Trailer/Thumbnail Courtesy VVS Films

A character study about grief can fall apart rather easily, if not handled with the proper care. The direction could be ham-fisted, the performance could feel fake and the script ripe with cliché and obvious symbolism. Under the hand of director Jean-Marc Vallee, he manages to avoid these trappings with Demolition. While dealing with the death of his wife in a different way, it becomes fascinating watching Davis go through these unusual emotions and the screenplay also throws in subtle moments of humour that elevate the film into becoming something memorable. The plot devices could have not worked, but they somehow do, because of the considerations of everyone involved.

At the centre of Demolition is Jake Gyllenhaal in a layered turn that drifts subtly between sadness and humour. This is a broken man trying to come to grips with the death of his wife in his own way. Even if it was a unstable marriage, the viewer buys his reaction to this woman’s death. When he becomes bothered enough by a broken vending machine to send a lengthy complaint and journal entry to the company, it actually seems like an effective healing process. These letters, as read in voice-over by Gyllenhaal, showcase some of the funnier qualities of Bryan Sipe’s screenplay and allows the story to branch into other subplots in a clever manner. It’s also an good use of exposition and the back-story never becomes superfluous.
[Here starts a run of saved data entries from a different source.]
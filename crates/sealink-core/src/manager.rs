//! Protocol Manager
//!
//! Owns the collaborators (store, channel sink, environment) and drives one
//! received message at a time through the engine:
//!
//! ```text
//! load state (or initial) → execute → commit batch → apply actions
//! ```
//!
//! A final state is deleted from the store instead of being written back,
//! in the same batch that deletes superseded instances. Actions are applied
//! in the order the step returned them, once the batch is committed.
//! Rejected and ignored messages touch nothing.

use sealink_encoding::Uid;
use tracing::{debug, info, trace, warn};

use crate::{
    config::EngineConfig,
    env::Environment,
    error::ProtocolError,
    identity::RemoteDevice,
    protocol::{
        ChannelInfo, ConcreteProtocol, ConcreteProtocolState, CoreMessage, DeviceContext,
        ProtocolId, ProtocolInstance, StepAction, StepContext, Transition, engine,
        validate_catalog,
    },
    protocols::{
        ChannelCreationWithContactDevice, ChannelCreationWithOwnedDevice, PeerKind,
        channel_creation::initial_message,
    },
    store::{ProtocolStore, StoreBatch},
    transport::ChannelSink,
};

/// Runs protocol instances for one device.
pub struct ProtocolManager<S, T, E> {
    store: S,
    sink: T,
    env: E,
    config: EngineConfig,
}

impl<S: ProtocolStore, T: ChannelSink, E: Environment> ProtocolManager<S, T, E> {
    /// Create a manager. With `config.strict_catalog`, every protocol step
    /// catalog is validated first.
    pub fn new(store: S, sink: T, env: E, config: EngineConfig) -> Result<Self, ProtocolError> {
        if config.strict_catalog {
            validate_catalog::<ChannelCreationWithOwnedDevice>()?;
            validate_catalog::<ChannelCreationWithContactDevice>()?;
        }
        Ok(Self { store, sink, env, config })
    }

    /// Instance store
    pub fn store(&self) -> &S {
        &self.store
    }

    /// Outgoing message sink
    pub fn sink(&self) -> &T {
        &self.sink
    }

    /// Mutable access to the sink, e.g. to drain collected messages.
    pub fn sink_mut(&mut self) -> &mut T {
        &mut self.sink
    }

    /// Environment
    pub fn env(&self) -> &E {
        &self.env
    }

    /// Configuration
    pub fn config(&self) -> &EngineConfig {
        &self.config
    }

    /// Start a channel creation with `remote` by posting a local `Initial`
    /// message for a fresh instance. Returns the instance id.
    pub fn start_channel_creation<K: PeerKind, C: StepContext>(
        &mut self,
        ctx: &C,
        remote: RemoteDevice,
    ) -> Result<Uid, ProtocolError> {
        let instance_id = self.env.random_uid();
        let message =
            initial_message::<K, E>(*ctx.owned_identity(), instance_id, remote, &self.env);
        self.sink.post(message)?;

        info!(
            protocol = %K::PROTOCOL_ID,
            instance = ?instance_id,
            remote_device = ?remote.device,
            "channel creation started"
        );
        Ok(instance_id)
    }

    /// Parse raw bytes received over `channel` and process them.
    pub fn receive_bytes<C: DeviceContext>(
        &mut self,
        ctx: &mut C,
        raw: &[u8],
        channel: ChannelInfo,
    ) -> Result<Transition, ProtocolError> {
        let message =
            CoreMessage::from_received_bytes(raw, channel, &self.config.decode_limits)
                .map_err(ProtocolError::MalformedEnvelope)?;
        self.receive(ctx, &message)
    }

    /// Process one received message.
    ///
    /// # Errors
    ///
    /// Engine errors (see [`engine::execute`]) and collaborator failures.
    /// On a store failure nothing was changed and the message can be
    /// retried. [`ProtocolError::Undelivered`] means the transition took
    /// effect and carries the messages still to be posted.
    pub fn receive<C: DeviceContext>(
        &mut self,
        ctx: &mut C,
        message: &CoreMessage,
    ) -> Result<Transition, ProtocolError> {
        match message.protocol_id {
            ProtocolId::ChannelCreationWithOwnedDevice => {
                self.receive_for::<ChannelCreationWithOwnedDevice, C>(ctx, message)
            },
            ProtocolId::ChannelCreationWithContactDevice => {
                self.receive_for::<ChannelCreationWithContactDevice, C>(ctx, message)
            },
        }
    }

    /// Force an instance into its cancelled state and drop it.
    pub fn abort<C: DeviceContext>(
        &mut self,
        ctx: &mut C,
        protocol: ProtocolId,
        instance_id: Uid,
    ) -> Result<Transition, ProtocolError> {
        match protocol {
            ProtocolId::ChannelCreationWithOwnedDevice => {
                self.abort_for::<ChannelCreationWithOwnedDevice, C>(ctx, instance_id)
            },
            ProtocolId::ChannelCreationWithContactDevice => {
                self.abort_for::<ChannelCreationWithContactDevice, C>(ctx, instance_id)
            },
        }
    }

    /// Stored state of an instance, if it is still running.
    pub fn instance_state(
        &self,
        protocol: ProtocolId,
        instance_id: Uid,
    ) -> Result<Option<ConcreteProtocolState>, ProtocolError> {
        Ok(self.store.load(protocol, instance_id)?)
    }

    fn receive_for<P: ConcreteProtocol, C: DeviceContext>(
        &mut self,
        ctx: &mut C,
        message: &CoreMessage,
    ) -> Result<Transition, ProtocolError> {
        let instance = self.load::<P, C>(ctx, message.instance_id)?;
        let transition = engine::execute::<P, C, E>(&instance, message, ctx, &self.env)?;
        self.commit::<P, C>(ctx, message.instance_id, &transition)?;
        Ok(transition)
    }

    fn abort_for<P: ConcreteProtocol, C: DeviceContext>(
        &mut self,
        ctx: &mut C,
        instance_id: Uid,
    ) -> Result<Transition, ProtocolError> {
        let instance = self.load::<P, C>(ctx, instance_id)?;
        let transition = engine::abort::<P>(&instance);
        self.commit::<P, C>(ctx, instance_id, &transition)?;
        info!(protocol = %P::ID, instance = ?instance_id, "instance aborted");
        Ok(transition)
    }

    fn load<P: ConcreteProtocol, C: StepContext>(
        &self,
        ctx: &C,
        instance_id: Uid,
    ) -> Result<ProtocolInstance, ProtocolError> {
        match self.store.load(P::ID, instance_id)? {
            Some(state) => Ok(ProtocolInstance {
                instance_id,
                owned_identity: *ctx.owned_identity(),
                protocol_id: P::ID,
                state,
            }),
            None => {
                trace!(protocol = %P::ID, instance = ?instance_id, "new instance");
                Ok(ProtocolInstance::initial::<P>(instance_id, *ctx.owned_identity()))
            },
        }
    }

    /// All store writes of the transition go into one batch. A failed commit
    /// leaves store and device untouched, and the message can be retried.
    /// Device effects and sends follow, in the order the step returned them.
    fn commit<P: ConcreteProtocol, C: DeviceContext>(
        &mut self,
        ctx: &mut C,
        instance_id: Uid,
        transition: &Transition,
    ) -> Result<(), ProtocolError> {
        let Transition::Advanced { new_state, actions, is_final } = transition else {
            return Ok(());
        };

        let superseded = superseded_instances(ctx, actions, (P::ID, instance_id));
        let mut batch = StoreBatch::new();
        for (protocol, superseded_id) in &superseded {
            batch.delete(*protocol, *superseded_id);
        }
        if *is_final {
            batch.delete(P::ID, instance_id);
        } else {
            batch.put(P::ID, instance_id, new_state.clone());
        }
        self.store.commit(&batch)?;

        for (protocol, superseded_id) in superseded {
            ctx.forget_instance(protocol, superseded_id);
        }
        if *is_final {
            ctx.forget_instance(P::ID, instance_id);
            debug!(protocol = %P::ID, instance = ?instance_id, "instance finished");
        }

        self.apply_actions(ctx, actions)
    }

    /// Once the sink refuses a message, later device effects still apply and
    /// later messages are returned with it.
    fn apply_actions<C: DeviceContext>(
        &mut self,
        ctx: &mut C,
        actions: &[StepAction],
    ) -> Result<(), ProtocolError> {
        let mut refused = None;
        let mut pending = Vec::new();
        for action in actions {
            match action {
                StepAction::Send(message) if refused.is_some() => pending.push(message.clone()),
                StepAction::Send(message) => {
                    if let Err(err) = self.sink.post(message.clone()) {
                        warn!(
                            protocol = %message.protocol_id,
                            instance = ?message.instance_id,
                            error = %err,
                            "sink refused message after commit"
                        );
                        refused = Some(err);
                        pending.push(message.clone());
                    }
                },
                StepAction::AbortInstances { .. } => {},
                other => ctx.apply(other),
            }
        }
        match refused {
            Some(source) => Err(ProtocolError::Undelivered { source, pending }),
            None => Ok(()),
        }
    }
}

/// Instances swept by `AbortInstances`, without the instance being advanced.
fn superseded_instances<C: StepContext>(
    ctx: &C,
    actions: &[StepAction],
    current: (ProtocolId, Uid),
) -> Vec<(ProtocolId, Uid)> {
    let mut superseded = Vec::new();
    for action in actions {
        let StepAction::AbortInstances { protocol, remote } = action else {
            continue;
        };
        for instance_id in ctx.running_instances_for(*protocol, remote) {
            let key = (*protocol, instance_id);
            if key == current || superseded.contains(&key) {
                continue;
            }
            debug!(
                protocol = %protocol,
                instance = ?instance_id,
                remote_device = ?remote.device,
                "aborting superseded instance"
            );
            superseded.push(key);
        }
    }
    superseded
}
The relationships Davis breaks and forges are what move the plot forward in Demolition and allows Vallee and Sipe to tap into what makes him tick. Chris Cooper displays both sorrow and anger at seeing his son-in-law react so unorthodoxly to his daughter’s death. His friendship with Naomi Watts’s Karen Moreno is believable as she tries to figure out and understand this strange man who keeps sending her letters. Judah Lewis is given the troubled youth to play, the sort of character that has appeared countless times in fiction and his love of black nail polish and hard rock are obvious clichés of this archetype. Yet the script somehow makes all of this work, partially because Lewis makes Chris feel real and not an obvious caricature.
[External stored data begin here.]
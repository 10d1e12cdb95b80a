//! Identities, devices and the details published alongside them.

use sealink_crypto::VerificationKey;
use sealink_encoding::{Decode, DecodeError, Dictionary, Encode, EncodedValue, Uid};

/// Cryptographic identity of a user: their long-term verification key.
pub type CryptoIdentity = VerificationKey;

/// One device of a (possibly owned) identity.
#[derive(Debug, Clone, Copy, PartialEq, Eq, Hash, PartialOrd, Ord)]
pub struct RemoteDevice {
    /// Identity owning the device
    pub identity: CryptoIdentity,
    /// Device identifier
    pub device: Uid,
}

impl RemoteDevice {
    /// Pair an identity with one of its devices.
    #[must_use]
    pub const fn new(identity: CryptoIdentity, device: Uid) -> Self {
        Self { identity, device }
    }
}

impl Encode for RemoteDevice {
    fn encode(&self) -> EncodedValue {
        (&self.identity, &self.device).encode()
    }
}

impl Decode for RemoteDevice {
    fn decode(value: &EncodedValue) -> Result<Self, DecodeError> {
        let (identity, device) = value.decode_tuple()?;
        Ok(Self { identity, device })
    }
}

const NAME_KEY: &[u8] = b"name";
const VERSION_KEY: &[u8] = b"version";

/// Identity details exchanged in the channel acknowledgements.
///
/// Encoded as a dictionary so that later versions can add fields without
/// breaking older readers.
#[derive(Debug, Clone, PartialEq, Eq, Default)]
pub struct IdentityDetails {
    /// Display name chosen by the user
    pub display_name: String,
    /// Monotonic version of the published details
    pub version: i64,
}

impl IdentityDetails {
    /// Details with the given display name at version 0.
    #[must_use]
    pub fn named(display_name: impl Into<String>) -> Self {
        Self { display_name: display_name.into(), version: 0 }
    }
}

impl Encode for IdentityDetails {
    fn encode(&self) -> EncodedValue {
        Dictionary::new()
            .with(NAME_KEY, &self.display_name)
            .with(VERSION_KEY, &self.version)
            .encode()
    }
}

impl Decode for IdentityDetails {
    fn decode(value: &EncodedValue) -> Result<Self, DecodeError> {
        let dictionary = Dictionary::decode(value)?;
        let display_name = dictionary.get_decoded::<String>(NAME_KEY)?.unwrap_or_default();
        let version = dictionary.get_decoded::<i64>(VERSION_KEY)?.unwrap_or_default();
        Ok(Self { display_name, version })
    }
}

#[cfg(test)]
mod tests {
    use sealink_crypto::SigningKeyPair;
    use sealink_encoding::Tag;

    use super::*;

    #[test]
    fn details_round_trip() {
        let details = IdentityDetails { display_name: "Alice".into(), version: 3 };
        assert_eq!(IdentityDetails::decode(&details.encode()), Ok(details));
    }

    #[test]
    fn details_tolerate_unknown_and_missing_keys() {
        let newer = Dictionary::new()
            .with(NAME_KEY, &"Bob")
            .with(b"avatar".to_vec(), &vec![1u8, 2, 3])
            .encode();
        let details = IdentityDetails::decode(&newer).expect("extra keys ignored");
        assert_eq!(details, IdentityDetails::named("Bob"));
    }

    #[test]
    fn details_reject_wrong_field_type() {
        let bad = Dictionary::new().with(VERSION_KEY, &"three").encode();
        assert!(matches!(
            IdentityDetails::decode(&bad),
            Err(DecodeError::TagMismatch { expected: Tag::Int, .. })
        ));
    }

    #[test]
    fn remote_device_round_trip() {
        let identity = SigningKeyPair::from_seed(&[5; 32]).verification_key();
        let remote = RemoteDevice::new(identity, Uid::from_bytes([6; 32]));
        assert_eq!(RemoteDevice::decode(&remote.encode()), Ok(remote));
    }
}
The production design of the film serves a greater purpose than we’re accustomed to in contemporary-set movies. Davis takes great delight out of destroying his square modern home and it becomes a riot to watch him smash it up. With these new houses, there is a lack of an identity and homeliness. Davis lives there out of necessity rather than genuine enjoyment. While the Moreno house may be more rundown, there’s a lived-in quality that sets it far apart from Davis’s home. It’s by moving away from his posh existence that Davis becomes human, thus fueling his connection with the trouble making Chris.
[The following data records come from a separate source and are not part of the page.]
//! Encoded values.
//!
//! An [`EncodedValue`] is the unit every other layer exchanges: a tag plus an
//! opaque payload. Lists are decoded lazily, one level at a time, by slicing
//! `tag || length || payload` triples out of the list payload.

use bytes::{BufMut, Bytes, BytesMut};

use crate::{
    Decode, DecodeTuple, Tag, ValueHeader,
    errors::{DecodeError, Result},
};

/// Bounds applied when parsing untrusted bytes.
#[derive(Debug, Clone, Copy, PartialEq, Eq)]
pub struct DecodeLimits {
    /// Maximum list/dictionary nesting depth (the outermost value is depth 0).
    pub max_depth: usize,
    /// Maximum payload size of any single value.
    pub max_payload_size: usize,
}

impl DecodeLimits {
    /// Default maximum nesting depth.
    pub const DEFAULT_MAX_DEPTH: usize = 32;

    /// Default maximum payload size (16 MB).
    pub const DEFAULT_MAX_PAYLOAD_SIZE: usize = 16 * 1024 * 1024;
}

impl Default for DecodeLimits {
    fn default() -> Self {
        Self {
            max_depth: Self::DEFAULT_MAX_DEPTH,
            max_payload_size: Self::DEFAULT_MAX_PAYLOAD_SIZE,
        }
    }
}

/// A tagged, length-delimited value.
///
/// The length is implicit in the payload, so `length == payload.len()` holds
/// by construction. Cloning is cheap: payloads are reference-counted and
/// list elements share the parent buffer.
#[derive(Clone, PartialEq, Eq, Hash)]
pub struct EncodedValue {
    tag: Tag,
    payload: Bytes,
}

impl EncodedValue {
    /// Create a value from a tag and payload.
    pub fn new(tag: Tag, payload: impl Into<Bytes>) -> Self {
        Self { tag, payload: payload.into() }
    }

    /// The encoding of an empty list.
    #[must_use]
    pub fn empty_list() -> Self {
        Self { tag: Tag::List, payload: Bytes::new() }
    }

    /// Build a list from already-encoded elements.
    pub fn list<I>(items: I) -> Self
    where
        I: IntoIterator<Item = Self>,
    {
        let mut payload = BytesMut::new();
        for item in items {
            item.encode_into(&mut payload);
        }
        Self { tag: Tag::List, payload: payload.freeze() }
    }

    /// Value tag.
    #[must_use]
    pub fn tag(&self) -> Tag {
        self.tag
    }

    /// Raw payload.
    #[must_use]
    pub fn payload(&self) -> &Bytes {
        &self.payload
    }

    /// Payload length in bytes.
    #[must_use]
    pub fn len(&self) -> usize {
        self.payload.len()
    }

    /// Whether the payload is empty.
    #[must_use]
    pub fn is_empty(&self) -> bool {
        self.payload.is_empty()
    }

    /// Total size of the wire encoding (header plus payload).
    #[must_use]
    pub fn encoded_len(&self) -> usize {
        ValueHeader::SIZE + self.payload.len()
    }

    /// Payload of a value that must carry `expected`.
    ///
    /// # Errors
    ///
    /// `DecodeError::TagMismatch` if the tag differs.
    pub fn payload_of(&self, expected: Tag) -> Result<&Bytes> {
        if self.tag == expected {
            Ok(&self.payload)
        } else {
            Err(DecodeError::TagMismatch { expected, actual: self.tag })
        }
    }

    /// Write the wire encoding into `dst`.
    pub fn encode_into(&self, dst: &mut impl BufMut) {
        // INVARIANT: values are built from in-memory protocol fields; no
        // single payload approaches 4 GiB.
        #[allow(clippy::expect_used)]
        let length = u32::try_from(self.payload.len()).expect("payload length exceeds u32");

        dst.put_slice(&ValueHeader::new(self.tag, length).to_bytes());
        dst.put_slice(&self.payload);
    }

    /// Wire encoding as a byte vector.
    #[must_use]
    pub fn to_bytes(&self) -> Vec<u8> {
        let mut out = Vec::with_capacity(self.encoded_len());
        self.encode_into(&mut out);
        out
    }

    /// Parse exactly one value occupying all of `raw`, with default limits.
    ///
    /// # Errors
    ///
    /// See [`Self::from_bytes_with_limits`].
    pub fn from_bytes(raw: &[u8]) -> Result<Self> {
        Self::from_bytes_with_limits(raw, &DecodeLimits::default())
    }

    /// Parse exactly one value occupying all of `raw`.
    ///
    /// Nested lists and dictionaries are walked once to enforce `limits`, so a
    /// value accepted here can be taken apart with [`Self::as_list`] without
    /// framing surprises.
    ///
    /// # Errors
    ///
    /// - `DecodeError::TooShort` if `raw` is shorter than a header
    /// - `DecodeError::UnknownTag` for unassigned tag bytes
    /// - `DecodeError::LengthMismatch` if the declared length differs from the
    ///   bytes that follow the header (trailing bytes included)
    /// - `DecodeError::PayloadTooLarge` / `DecodeError::TooDeep` when `limits`
    ///   are exceeded
    /// - `DecodeError::TruncatedElement` for malformed nested lists
    pub fn from_bytes_with_limits(raw: &[u8], limits: &DecodeLimits) -> Result<Self> {
        let (value, consumed) = Self::parse_prefix(raw, limits)?;
        if consumed != raw.len() {
            return Err(DecodeError::LengthMismatch {
                declared: consumed - ValueHeader::SIZE,
                available: raw.len() - ValueHeader::SIZE,
            });
        }
        value.check_nesting(limits, 0)?;
        Ok(value)
    }

    /// Parse one value followed only by zero bytes.
    ///
    /// Storage layers pad values to fixed block sizes; the padding is
    /// stripped here.
    ///
    /// # Errors
    ///
    /// As [`Self::from_bytes`], plus `DecodeError::InvalidPadding` when a
    /// trailing byte is non-zero.
    pub fn from_padded_bytes(raw: &[u8]) -> Result<Self> {
        let limits = DecodeLimits::default();
        let (value, consumed) = Self::parse_prefix(raw, &limits)?;
        if raw[consumed..].iter().any(|&b| b != 0) {
            return Err(DecodeError::InvalidPadding);
        }
        value.check_nesting(&limits, 0)?;
        Ok(value)
    }

    fn parse_prefix(raw: &[u8], limits: &DecodeLimits) -> Result<(Self, usize)> {
        let header = ValueHeader::from_prefix(raw)?;
        let tag = header.tag()?;
        let declared = header.length() as usize;

        if declared > limits.max_payload_size {
            return Err(DecodeError::PayloadTooLarge {
                size: declared,
                max: limits.max_payload_size,
            });
        }

        let available = raw.len() - ValueHeader::SIZE;
        if declared > available {
            return Err(DecodeError::LengthMismatch { declared, available });
        }

        let end = ValueHeader::SIZE + declared;
        let payload = Bytes::copy_from_slice(&raw[ValueHeader::SIZE..end]);
        Ok((Self { tag, payload }, end))
    }

    fn check_nesting(&self, limits: &DecodeLimits, depth: usize) -> Result<()> {
        if !self.tag.is_container() {
            return Ok(());
        }
        if depth >= limits.max_depth {
            return Err(DecodeError::TooDeep { max: limits.max_depth });
        }
        for item in split_elements(&self.payload)? {
            if item.len() > limits.max_payload_size {
                return Err(DecodeError::PayloadTooLarge {
                    size: item.len(),
                    max: limits.max_payload_size,
                });
            }
            item.check_nesting(limits, depth + 1)?;
        }
        Ok(())
    }

    /// Elements of a list value.
    ///
    /// # Errors
    ///
    /// `DecodeError::TagMismatch` if this is not a list, or a framing error
    /// if the payload does not split into whole elements.
    pub fn as_list(&self) -> Result<Vec<Self>> {
        let payload = self.payload_of(Tag::List)?;
        split_elements(payload)
    }

    /// Decode as `T`.
    ///
    /// # Errors
    ///
    /// Whatever `T::decode` reports.
    pub fn decode<T: Decode>(&self) -> Result<T> {
        T::decode(self)
    }

    /// Decode a list of exactly N elements into an N-tuple.
    ///
    /// # Errors
    ///
    /// `DecodeError::ArityMismatch` if the list length is not the tuple
    /// arity, or the first element decode failure.
    pub fn decode_tuple<T: DecodeTuple>(&self) -> Result<T> {
        T::decode_tuple(&self.as_list()?)
    }
}

/// Split a list or dictionary payload into its elements.
///
/// Elements share `payload`'s buffer.
pub(crate) fn split_elements(payload: &Bytes) -> Result<Vec<EncodedValue>> {
    let mut items = Vec::new();
    let mut offset = 0;

    while offset < payload.len() {
        let rest = &payload[offset..];
        let header =
            ValueHeader::from_prefix(rest).map_err(|_| DecodeError::TruncatedElement { offset })?;
        let tag = header.tag()?;
        let start = offset + ValueHeader::SIZE;
        let end = start
            .checked_add(header.length() as usize)
            .filter(|&end| end <= payload.len())
            .ok_or(DecodeError::TruncatedElement { offset })?;

        items.push(EncodedValue { tag, payload: payload.slice(start..end) });
        offset = end;
    }

    Ok(items)
}

impl std::fmt::Debug for EncodedValue {
    fn fmt(&self, f: &mut std::fmt::Formatter<'_>) -> std::fmt::Result {
        const PREVIEW: usize = 16;
        let shown = &self.payload[..self.payload.len().min(PREVIEW)];
        let mut hex = String::with_capacity(shown.len() * 2);
        for byte in shown {
            hex.push_str(&format!("{byte:02x}"));
        }
        if self.payload.len() > PREVIEW {
            hex.push_str("..");
        }
        f.debug_struct("EncodedValue")
            .field("tag", &self.tag)
            .field("len", &self.payload.len())
            .field("payload", &format_args!("{hex}"))
            .finish()
    }
}

#[cfg(test)]
mod tests {
    use super::*;

    #[test]
    fn to_bytes_prefixes_header() {
        let value = EncodedValue::new(Tag::Bytes, vec![0x00]);
        assert_eq!(value.to_bytes(), vec![0x00, 0, 0, 0, 1, 0x00]);
    }

    #[test]
    fn from_bytes_exact() {
        let raw = [0x02, 0, 0, 0, 1, 0x01];
        let value = EncodedValue::from_bytes(&raw).expect("valid");
        assert_eq!(value.tag(), Tag::Bool);
        assert_eq!(value.payload().as_ref(), &[0x01]);
    }

    #[test]
    fn trailing_bytes_rejected() {
        let raw = [0x02, 0, 0, 0, 1, 0x01, 0x00];
        assert_eq!(
            EncodedValue::from_bytes(&raw),
            Err(DecodeError::LengthMismatch { declared: 1, available: 2 })
        );
    }

    #[test]
    fn short_payload_rejected() {
        let raw = [0x00, 0, 0, 0, 4, 0xaa, 0xbb];
        assert_eq!(
            EncodedValue::from_bytes(&raw),
            Err(DecodeError::LengthMismatch { declared: 4, available: 2 })
        );
    }

    #[test]
    fn padded_bytes_accept_zero_tail() {
        let raw = [0x02, 0, 0, 0, 1, 0x01, 0, 0, 0, 0];
        let value = EncodedValue::from_padded_bytes(&raw).expect("zero padding");
        assert_eq!(value.to_bytes(), raw[..6].to_vec());
    }

    #[test]
    fn padded_bytes_reject_non_zero_tail() {
        let raw = [0x02, 0, 0, 0, 1, 0x01, 0, 7];
        assert_eq!(EncodedValue::from_padded_bytes(&raw), Err(DecodeError::InvalidPadding));
    }

    #[test]
    fn list_payload_is_concatenation() {
        let a = EncodedValue::new(Tag::Bytes, vec![1, 2, 3, 4]);
        let list = EncodedValue::list([a.clone()]);

        assert_eq!(list.to_bytes(), vec![0x03, 0, 0, 0, 9, 0x00, 0, 0, 0, 4, 1, 2, 3, 4]);
        assert_eq!(list.as_list(), Ok(vec![a]));
    }

    #[test]
    fn empty_list_has_no_elements() {
        let list = EncodedValue::empty_list();
        assert_eq!(list.to_bytes(), vec![0x03, 0, 0, 0, 0]);
        assert_eq!(list.as_list(), Ok(vec![]));
    }

    #[test]
    fn truncated_trailing_element_rejected() {
        // second element declares 4 payload bytes but only 2 follow
        let payload = vec![0x02, 0, 0, 0, 1, 0x01, 0x00, 0, 0, 0, 4, 0xaa, 0xbb];
        let list = EncodedValue::new(Tag::List, payload);
        assert_eq!(list.as_list(), Err(DecodeError::TruncatedElement { offset: 6 }));
    }

    #[test]
    fn partial_header_in_list_rejected() {
        let list = EncodedValue::new(Tag::List, vec![0x01, 0, 0]);
        assert_eq!(list.as_list(), Err(DecodeError::TruncatedElement { offset: 0 }));
    }

    #[test]
    fn as_list_requires_list_tag() {
        let value = EncodedValue::new(Tag::Bytes, vec![]);
        assert_eq!(
            value.as_list(),
            Err(DecodeError::TagMismatch { expected: Tag::List, actual: Tag::Bytes })
        );
    }

    #[test]
    fn nesting_limit_enforced() {
        let mut value = EncodedValue::empty_list();
        for _ in 0..4 {
            value = EncodedValue::list([value]);
        }
        let raw = value.to_bytes();

        let tight = DecodeLimits { max_depth: 4, ..DecodeLimits::default() };
        assert_eq!(
            EncodedValue::from_bytes_with_limits(&raw, &tight),
            Err(DecodeError::TooDeep { max: 4 })
        );

        let loose = DecodeLimits { max_depth: 5, ..DecodeLimits::default() };
        assert_eq!(EncodedValue::from_bytes_with_limits(&raw, &loose), Ok(value));
    }

    #[test]
    fn payload_limit_enforced() {
        let raw = EncodedValue::new(Tag::Bytes, vec![0u8; 64]).to_bytes();
        let limits = DecodeLimits { max_payload_size: 63, ..DecodeLimits::default() };
        assert_eq!(
            EncodedValue::from_bytes_with_limits(&raw, &limits),
            Err(DecodeError::PayloadTooLarge { size: 64, max: 63 })
        );
    }

    #[test]
    fn malformed_nested_list_rejected_at_parse() {
        let inner = EncodedValue::new(Tag::List, vec![0x01, 0, 0]);
        let raw = EncodedValue::list([inner]).to_bytes();
        assert_eq!(
            EncodedValue::from_bytes(&raw),
            Err(DecodeError::TruncatedElement { offset: 0 })
        );
    }
}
Demolition presents a different portrait of grief and it thankfully never ends up becoming overtly sentimental, as is the norm with Jean-Marc Vallee’s work. It also allows the filmmaker to take a break from the biopics he has made lately. Jake Gyllenhaal has also found a niche for himself working on small films from auteur directors and really pushing himself. It’s a different role for him and one that shows he is one of the most consistent actors today. Even a scene where he’s merely listening to music and strutting down the street doesn’t look ridiculous when performed by Gyllenhaal. That he has a solid script to work with only helps his performance to become one of his finest to date.